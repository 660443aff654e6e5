use std::fs;
use std::path::PathBuf;

use anyhow::{ensure, Context};
use buzzr_core::{
    decode_all, encode_settings, request_all_button_data, save_frames, ConfigManager,
    SysexConfig, SysexMessage,
};
use clap::{Args, Parser, Subcommand};

/// Settings file generator for the buzzr button board.
#[derive(Parser, Debug)]
#[command(name = "buzzr")]
#[command(about = "Build SysEx settings files for the buzzr button board")]
struct Cli {
    /// JSON settings file (defaults to ./buzzr.json if present)
    #[arg(short, long, global = true)]
    config: Option<PathBuf>,

    /// Log debug output
    #[arg(short, long, global = true)]
    verbose: bool,

    #[command(subcommand)]
    command: Option<Command>,
}

#[derive(Subcommand, Debug)]
enum Command {
    /// Write the default button settings file
    Generate(OutputArgs),
    /// Write a file requesting every button's settings from the board
    Request(OutputArgs),
    /// Decode a .syx file and list its messages
    Verify {
        /// File to decode
        path: PathBuf,

        /// Number of boards the file was built for
        #[arg(short, long)]
        boards: Option<usize>,
    },
}

#[derive(Args, Debug, Default)]
struct OutputArgs {
    /// Number of 16-button boards
    #[arg(short, long)]
    boards: Option<usize>,

    /// Output file
    #[arg(short, long)]
    output: Option<PathBuf>,
}

fn main() -> Result<(), anyhow::Error> {
    let cli = Cli::parse();

    let default_level = if cli.verbose { "debug" } else { "info" };
    env_logger::Builder::from_env(env_logger::Env::default().default_filter_or(default_level))
        .init();

    let mut manager = ConfigManager::new(cli.config.clone());
    manager
        .load()
        .with_context(|| format!("loading {}", manager.config_path().display()))?;

    match cli.command {
        None => generate(&manager, OutputArgs::default()),
        Some(Command::Generate(args)) => generate(&manager, args),
        Some(Command::Request(args)) => request(&manager, args),
        Some(Command::Verify { path, boards }) => verify(&manager, path, boards),
    }
}

fn sysex_config(manager: &ConfigManager, boards: Option<usize>) -> anyhow::Result<SysexConfig> {
    let num_boards = boards.unwrap_or(manager.settings().num_boards);
    Ok(SysexConfig::new(num_boards)?)
}

fn generate(manager: &ConfigManager, args: OutputArgs) -> anyhow::Result<()> {
    let config = sysex_config(manager, args.boards)?;
    let output = args.output.unwrap_or_else(|| manager.settings().output.clone());

    let buttons = manager.button_settings(&config)?;
    let bytes = encode_settings(&config, &buttons)?;
    let written = save_frames(&output, &bytes)
        .with_context(|| format!("writing {}", output.display()))?;

    println!(
        "Wrote {} button messages ({} bytes) for {} board(s) to {}",
        buttons.len(),
        written,
        config.num_boards(),
        output.display()
    );
    Ok(())
}

fn request(manager: &ConfigManager, args: OutputArgs) -> anyhow::Result<()> {
    let config = sysex_config(manager, args.boards)?;
    let output = args
        .output
        .unwrap_or_else(|| PathBuf::from("request_buttons.syx"));

    let bytes = request_all_button_data(&config)?;
    save_frames(&output, &bytes).with_context(|| format!("writing {}", output.display()))?;

    println!(
        "Wrote {} button data requests to {}",
        config.button_count(),
        output.display()
    );
    Ok(())
}

fn verify(manager: &ConfigManager, path: PathBuf, boards: Option<usize>) -> anyhow::Result<()> {
    let config = sysex_config(manager, boards)?;
    let bytes = fs::read(&path).with_context(|| format!("reading {}", path.display()))?;
    let messages =
        decode_all(&config, &bytes).with_context(|| format!("decoding {}", path.display()))?;

    for message in &messages {
        match message {
            SysexMessage::SetButtonData(setting) | SysexMessage::ButtonData(setting) => {
                println!(
                    "button {:3}: channel {:2} cc {:3} flags {:#04x} color up {:03b} down {:03b}",
                    setting.index,
                    setting.channel,
                    setting.cc,
                    setting.flags.bits(),
                    setting.color.up.bits(),
                    setting.color.down.bits()
                );
            }
            other => println!("{:?}", other),
        }
    }
    for (index, expected) in misplaced_buttons(&messages) {
        log::warn!(
            "Button {} appears where button {} was expected",
            index,
            expected
        );
    }

    ensure!(!messages.is_empty(), "{} holds no SysEx frames", path.display());
    println!("{} messages OK", messages.len());
    Ok(())
}

/// Button data messages whose index does not follow the previous one, as
/// `(index, expected)` pairs.
fn misplaced_buttons(messages: &[SysexMessage]) -> Vec<(u8, usize)> {
    let mut misplaced = Vec::new();
    let mut next_index = 0usize;
    for message in messages {
        if let SysexMessage::SetButtonData(setting) | SysexMessage::ButtonData(setting) = message {
            if setting.index as usize != next_index {
                misplaced.push((setting.index, next_index));
            }
            next_index = setting.index as usize + 1;
        }
    }
    misplaced
}
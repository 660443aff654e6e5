//! Encoder for the default button settings file.
//!
//! The default file is one `SetButtonData` frame per button, in ascending
//! index order, with no separators. Every button gets its index as CC number
//! on channel 0 with no flags; the LED colors alternate with the index parity.

use std::fs::File;
use std::io::{BufWriter, Write};
use std::path::Path;

use crate::button::{ButtonColor, ButtonFlags, ButtonSetting, LedColor};
use crate::error::SysexError;
use crate::messages::SysexMessage;
use crate::protocol::{data_byte, BUTTONS_PER_BOARD, BUTTON_FRAME_LEN, DATA_MAX, SYSEX_HEADER};

/// Up/down colors for even buttons.
pub const EVEN_BUTTON_COLOR: ButtonColor = ButtonColor::new(LedColor::MAGENTA, LedColor::GREEN);

/// Up/down colors for odd buttons.
pub const ODD_BUTTON_COLOR: ButtonColor = ButtonColor::new(LedColor::RED, LedColor::BLUE);

/// Immutable protocol configuration handed to the encoder and decoder.
#[derive(Debug, Clone, PartialEq, Eq)]
pub struct SysexConfig {
    header: [u8; 7],
    num_boards: usize,
}

impl SysexConfig {
    /// Most boards whose button indices still fit in a 7-bit data byte.
    pub const MAX_BOARDS: usize = (DATA_MAX as usize + 1) / BUTTONS_PER_BOARD;

    pub fn new(num_boards: usize) -> Result<Self, SysexError> {
        if !(1..=Self::MAX_BOARDS).contains(&num_boards) {
            return Err(SysexError::BoardCount {
                count: num_boards,
                max: Self::MAX_BOARDS,
            });
        }
        Ok(Self {
            header: SYSEX_HEADER,
            num_boards,
        })
    }

    /// Replace the device header, e.g. for another product number.
    pub fn with_header(mut self, header: [u8; 7]) -> Result<Self, SysexError> {
        for byte in header {
            data_byte("header", byte)?;
        }
        self.header = header;
        Ok(self)
    }

    pub fn header(&self) -> &[u8; 7] {
        &self.header
    }

    pub fn num_boards(&self) -> usize {
        self.num_boards
    }

    pub fn button_count(&self) -> usize {
        self.num_boards * BUTTONS_PER_BOARD
    }

    /// Check that `index` names a button on the configured boards.
    pub fn button_index(&self, index: usize) -> Result<u8, SysexError> {
        if index >= self.button_count() {
            return Err(SysexError::FieldOutOfRange {
                field: "index",
                value: index,
                max: self.button_count() - 1,
            });
        }
        data_byte("index", index as u8)
    }
}

impl Default for SysexConfig {
    fn default() -> Self {
        Self {
            header: SYSEX_HEADER,
            num_boards: 1,
        }
    }
}

/// Factory settings for the button at `index`.
pub fn default_setting(index: u8) -> ButtonSetting {
    let color = if index % 2 == 0 {
        EVEN_BUTTON_COLOR
    } else {
        ODD_BUTTON_COLOR
    };

    ButtonSetting {
        index,
        channel: 0,
        cc: index,
        flags: ButtonFlags::NONE,
        color,
    }
}

/// Factory settings for every button on the configured boards.
pub fn default_settings(config: &SysexConfig) -> Result<Vec<ButtonSetting>, SysexError> {
    (0..config.button_count())
        .map(|index| config.button_index(index).map(default_setting))
        .collect()
}

/// Encode one `SetButtonData` frame.
pub fn encode_button(config: &SysexConfig, setting: &ButtonSetting) -> Result<Vec<u8>, SysexError> {
    SysexMessage::SetButtonData(*setting).encode(config)
}

/// Encode a `SetButtonData` frame per setting, in the order given.
pub fn encode_settings(
    config: &SysexConfig,
    settings: &[ButtonSetting],
) -> Result<Vec<u8>, SysexError> {
    let mut bytes = Vec::with_capacity(settings.len() * BUTTON_FRAME_LEN);
    for setting in settings {
        bytes.extend(encode_button(config, setting)?);
    }
    Ok(bytes)
}

/// Encode the default settings file contents.
pub fn encode_all(config: &SysexConfig) -> Result<Vec<u8>, SysexError> {
    encode_settings(config, &default_settings(config)?)
}

/// Write the default settings to `writer`, returning the number of bytes written.
///
/// Everything is encoded before the first write, so a range error leaves the
/// writer untouched.
pub fn write_all<W: Write>(config: &SysexConfig, mut writer: W) -> Result<usize, SysexError> {
    let bytes = encode_all(config)?;
    writer.write_all(&bytes)?;
    writer.flush()?;
    Ok(bytes.len())
}

/// Write the default settings file to `path`, truncating any existing file.
pub fn write_file(config: &SysexConfig, path: impl AsRef<Path>) -> Result<usize, SysexError> {
    let bytes = encode_all(config)?;
    save_frames(path, &bytes)
}

/// Write already encoded frames to `path`, truncating any existing file.
pub fn save_frames(path: impl AsRef<Path>, bytes: &[u8]) -> Result<usize, SysexError> {
    let path = path.as_ref();
    let mut writer = BufWriter::new(File::create(path)?);
    writer.write_all(bytes)?;
    writer.flush()?;

    log::info!("Wrote {} bytes to {}", bytes.len(), path.display());
    Ok(bytes.len())
}
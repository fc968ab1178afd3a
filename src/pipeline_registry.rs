// Copyright (c) 2024 Steven Rosenthal smr@dt3.org
// See LICENSE file in root directory for license terms.

use std::collections::BTreeMap;
use std::sync::{Mutex, MutexGuard};
use std::sync::atomic::{AtomicU64, Ordering};

use crate::detection::FrameResult;
use crate::pipeline::{PipelineHandle, PipelineStats};

/// Pipeline that serves request/response frame submissions.
pub const UPLOAD_PIPELINE_ID: u64 = 0;

/// Directory of live pipelines, keyed by pipeline id, for consumers that look
/// up results by id. Streaming pipelines are numbered from 1.
pub struct PipelineRegistry {
    next_id: AtomicU64,
    handles: Mutex<BTreeMap<u64, PipelineHandle>>,
}

impl Default for PipelineRegistry {
    fn default() -> Self {
        Self::new()
    }
}

impl PipelineRegistry {
    pub fn new() -> Self {
        PipelineRegistry{
            next_id: AtomicU64::new(UPLOAD_PIPELINE_ID + 1),
            handles: Mutex::new(BTreeMap::new()),
        }
    }

    pub fn allocate_id(&self) -> u64 {
        self.next_id.fetch_add(1, Ordering::Relaxed)
    }

    pub fn register(&self, handle: PipelineHandle) {
        self.lock().insert(handle.id(), handle);
    }

    pub fn remove(&self, id: u64) -> Option<PipelineHandle> {
        self.lock().remove(&id)
    }

    pub fn get(&self, id: u64) -> Option<PipelineHandle> {
        self.lock().get(&id).cloned()
    }

    /// Latest result of the given pipeline; the sentinel if the pipeline is
    /// unknown or has not published yet.
    pub fn latest(&self, id: u64) -> FrameResult {
        match self.get(id) {
            Some(handle) => handle.latest(),
            None => FrameResult::sentinel(),
        }
    }

    pub fn stats(&self) -> Vec<PipelineStats> {
        self.handles().iter().map(|h| h.stats()).collect()
    }

    pub fn reset_session_stats(&self) {
        for handle in self.handles() {
            handle.reset_session_stats();
        }
    }

    // Clones the handles so no pipeline lock is taken under ours.
    fn handles(&self) -> Vec<PipelineHandle> {
        self.lock().values().cloned().collect()
    }

    fn lock(&self) -> MutexGuard<'_, BTreeMap<u64, PipelineHandle>> {
        match self.handles.lock() {
            Ok(guard) => guard,
            Err(poisoned) => poisoned.into_inner(),
        }
    }
}

// mod tests.
// Copyright (c) 2024 Steven Rosenthal smr@dt3.org
// See LICENSE file in root directory for license terms.

//! Single-cell, overwrite-on-publish register shared between one writer and
//! any number of readers.
//!
//! The writer never waits for readers: a publish replaces whatever is held,
//! and an unconsumed prior value is simply discarded. Readers either pull the
//! freshest value (`peek()`, `wait_newer()`) or register to be pushed each
//! update (`subscribe()`); a push listener whose channel is full misses that
//! update. Dropped values and missed pushes show up only in `stats()`.

use std::sync::{Arc, Mutex, MutexGuard};
use std::sync::atomic::{AtomicBool, AtomicU64, Ordering};

use arc_swap::ArcSwapOption;
use serde::Serialize;
use tokio::sync::{Notify, mpsc};
use tokio::sync::mpsc::error::TrySendError;

/// Creates a slot. The writer half is not Clone, so each slot has exactly one
/// writer for its lifetime.
pub fn channel<T>() -> (SlotWriter<T>, SlotReader<T>) {
    let shared = Arc::new(Shared{
        cell: ArcSwapOption::empty(),
        last_read_version: AtomicU64::new(0),
        published: AtomicU64::new(0),
        overwritten_unread: AtomicU64::new(0),
        missed_notifications: AtomicU64::new(0),
        listeners: Mutex::new(Vec::new()),
        updated: Notify::new(),
        writer_closed: AtomicBool::new(false),
    });
    (SlotWriter{shared: shared.clone()}, SlotReader{shared})
}

#[derive(Clone, Copy, Debug, Default, PartialEq, Serialize)]
pub struct SlotStats {
    pub published: u64,

    // Values replaced before any pull reader looked at them.
    pub overwritten_unread: u64,

    // Pushes skipped because a listener's channel was full.
    pub missed_notifications: u64,

    pub listeners: usize,
}

struct Versioned<T> {
    // 1 for the first publish, incremented per publish.
    version: u64,
    value: Arc<T>,
}

struct Shared<T> {
    cell: ArcSwapOption<Versioned<T>>,

    // Highest version returned by peek() or wait_newer().
    last_read_version: AtomicU64,

    published: AtomicU64,
    overwritten_unread: AtomicU64,
    missed_notifications: AtomicU64,

    listeners: Mutex<Vec<mpsc::Sender<Arc<T>>>>,

    // Wakes wait_newer() callers on publish and on writer drop.
    updated: Notify,

    // Only changes while `listeners` is locked, so a subscriber either sees
    // the writer open and is later cleared by its drop, or sees it closed.
    writer_closed: AtomicBool,
}

impl<T> Shared<T> {
    fn lock_listeners(&self) -> MutexGuard<'_, Vec<mpsc::Sender<Arc<T>>>> {
        match self.listeners.lock() {
            Ok(listeners) => listeners,
            Err(poisoned) => poisoned.into_inner(),
        }
    }

    fn load(&self) -> Option<Arc<Versioned<T>>> {
        let current = self.cell.load_full();
        if let Some(current) = &current {
            self.last_read_version.fetch_max(current.version, Ordering::AcqRel);
        }
        current
    }

    fn stats(&self) -> SlotStats {
        SlotStats{
            published: self.published.load(Ordering::Acquire),
            overwritten_unread: self.overwritten_unread.load(Ordering::Acquire),
            missed_notifications: self.missed_notifications.load(Ordering::Acquire),
            listeners: self.lock_listeners().len(),
        }
    }
}

pub struct SlotWriter<T> {
    shared: Arc<Shared<T>>,
}

impl<T> SlotWriter<T> {
    /// Replaces the held value. Never blocks on readers.
    pub fn publish(&self, value: T) {
        let version = self.shared.published.fetch_add(1, Ordering::AcqRel) + 1;
        let value = Arc::new(value);
        let prior = self.shared.cell.swap(
            Some(Arc::new(Versioned{version, value: value.clone()})));
        if let Some(prior) = prior {
            if self.shared.last_read_version.load(Ordering::Acquire) < prior.version {
                self.shared.overwritten_unread.fetch_add(1, Ordering::AcqRel);
            }
        }
        self.notify_listeners(&value);
        self.shared.updated.notify_waiters();
    }

    fn notify_listeners(&self, value: &Arc<T>) {
        let mut listeners = self.shared.lock_listeners();
        let missed = &self.shared.missed_notifications;
        listeners.retain(|listener| {
            match listener.try_send(value.clone()) {
                Ok(()) => true,
                Err(TrySendError::Full(_)) => {
                    missed.fetch_add(1, Ordering::AcqRel);
                    true
                },
                Err(TrySendError::Closed(_)) => false,
            }
        });
    }

    pub fn reader(&self) -> SlotReader<T> {
        SlotReader{shared: self.shared.clone()}
    }
}

impl<T> Drop for SlotWriter<T> {
    fn drop(&mut self) {
        {
            let mut listeners = self.shared.lock_listeners();
            self.shared.writer_closed.store(true, Ordering::Release);
            // Dropping the senders ends every push listener's stream.
            listeners.clear();
        }
        self.shared.updated.notify_waiters();
    }
}

pub struct SlotReader<T> {
    shared: Arc<Shared<T>>,
}

impl<T> Clone for SlotReader<T> {
    fn clone(&self) -> Self {
        SlotReader{shared: self.shared.clone()}
    }
}

impl<T> SlotReader<T> {
    /// The freshest value, or None if nothing was published yet. Does not
    /// consume; repeated calls return the same value until the next publish.
    pub fn peek(&self) -> Option<Arc<T>> {
        self.shared.load().map(|v| v.value.clone())
    }

    /// Like peek(), also returning the value's version (publish count).
    pub fn peek_versioned(&self) -> Option<(u64, Arc<T>)> {
        self.shared.load().map(|v| (v.version, v.value.clone()))
    }

    /// Waits until a value with version greater than `seen_version` is held
    /// and returns it. Returns None once the writer is gone and nothing newer
    /// will arrive. Pass 0 to get the current value (or the first one).
    pub async fn wait_newer(&self, seen_version: u64) -> Option<(u64, Arc<T>)> {
        loop {
            // Register before checking, so a publish in between is not lost.
            let updated = self.shared.updated.notified();
            if let Some(current) = self.shared.load() {
                if current.version > seen_version {
                    return Some((current.version, current.value.clone()));
                }
            }
            if self.shared.writer_closed.load(Ordering::Acquire) {
                return None;
            }
            updated.await;
        }
    }

    /// Registers a push listener. Each publish is offered to the channel
    /// without waiting; if the channel is full that publish is skipped for
    /// this listener. The stream ends when the writer is dropped.
    pub fn subscribe(&self, capacity: usize) -> mpsc::Receiver<Arc<T>> {
        let (tx, rx) = mpsc::channel(capacity.max(1));
        let mut listeners = self.shared.lock_listeners();
        if !self.shared.writer_closed.load(Ordering::Acquire) {
            listeners.push(tx);
        }
        // Otherwise tx is dropped here; the stream is already over.
        rx
    }

    pub fn stats(&self) -> SlotStats {
        self.shared.stats()
    }
}

// mod tests.
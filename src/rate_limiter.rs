// Copyright (c) 2024 Steven Rosenthal smr@dt3.org
// See LICENSE file in root directory for license terms.

use std::time::{Duration, Instant};

/// Enforces a minimum interval between the starts of successive iterations
/// of a processing loop. It only bounds local CPU use; nothing is signalled
/// upstream.
///
/// The arithmetic is separate from the sleeping so that the limiter can be
/// driven by a thread, an event loop, or a scheduler tick alike.
#[derive(Clone, Copy, Debug)]
pub struct RateLimiter {
    // Zero means no throttling.
    period: Duration,
}

impl RateLimiter {
    // A non-positive or non-finite `max_rate_hz` disables throttling.
    pub fn new(max_rate_hz: f64) -> Self {
        let period = if max_rate_hz.is_finite() && max_rate_hz > 0.0 {
            Duration::from_secs_f64(1.0 / max_rate_hz)
        } else {
            Duration::ZERO
        };
        RateLimiter{period}
    }

    pub fn unlimited() -> Self {
        RateLimiter{period: Duration::ZERO}
    }

    pub fn period(&self) -> Duration {
        self.period
    }

    /// How long to wait, as of `now`, before an iteration that started at
    /// `iteration_start` may be followed by the next one.
    pub fn remaining(&self, iteration_start: Instant, now: Instant) -> Duration {
        let elapsed = now.saturating_duration_since(iteration_start);
        self.period.saturating_sub(elapsed)
    }

    /// Suspends for whatever is left of the current period.
    pub async fn throttle(&self, iteration_start: Instant) {
        let remaining = self.remaining(iteration_start, Instant::now());
        if !remaining.is_zero() {
            tokio::time::sleep(remaining).await;
        }
    }
}

// mod tests.
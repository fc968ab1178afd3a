// Copyright (c) 2024 Steven Rosenthal smr@dt3.org
// See LICENSE file in root directory for license terms.

use std::any::Any;
use std::sync::Arc;

use canonical_error::CanonicalError;

/// Dense f32 tensor in NCHW layout.
#[derive(Clone, Debug, PartialEq)]
pub struct Tensor {
    pub shape: [usize; 4],
    pub data: Vec<f32>,
}

/// Output of one model run: `rows` records of `ROW_LEN` floats each, laid out
/// as `[xmin, ymin, xmax, ymax, score, class_index]` with coordinates
/// normalized to the model's input size.
#[derive(Clone, Debug, Default, PartialEq)]
pub struct RawOutput {
    pub data: Vec<f32>,
}

impl RawOutput {
    pub const ROW_LEN: usize = 6;

    pub fn rows(&self) -> impl Iterator<Item = &[f32]> {
        self.data.chunks_exact(Self::ROW_LEN)
    }
}

/// Opaque handle to a loaded model. Engines downcast `inner` to their own
/// session type.
#[derive(Clone)]
pub struct EngineHandle {
    pub model_path: String,
    pub inner: Arc<dyn Any + Send + Sync>,
}

// Adapter for whatever runtime executes the detection model. Both calls are
// synchronous CPU work from the caller's point of view.
// Errors:
//   NotFound / InvalidArgument: the model artifact is missing or unreadable.
//   Internal: the runtime failed while executing.
pub trait InferenceEngineTrait {
    fn load(&self, model_path: &str) -> Result<EngineHandle, CanonicalError>;

    fn run(&self, handle: &EngineHandle, input: &Tensor)
           -> Result<RawOutput, CanonicalError>;
}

■ ■ ■

WHAT YOU WILL DO:
Working through the records, find each line containing the word "held" and copy it.

ANSWER AREA:
//! The writer never waits for readers: a publish replaces whatever is held,
    /// Replaces the held value. Never blocks on readers.
    /// Waits until a value with version greater than `seen_version` is held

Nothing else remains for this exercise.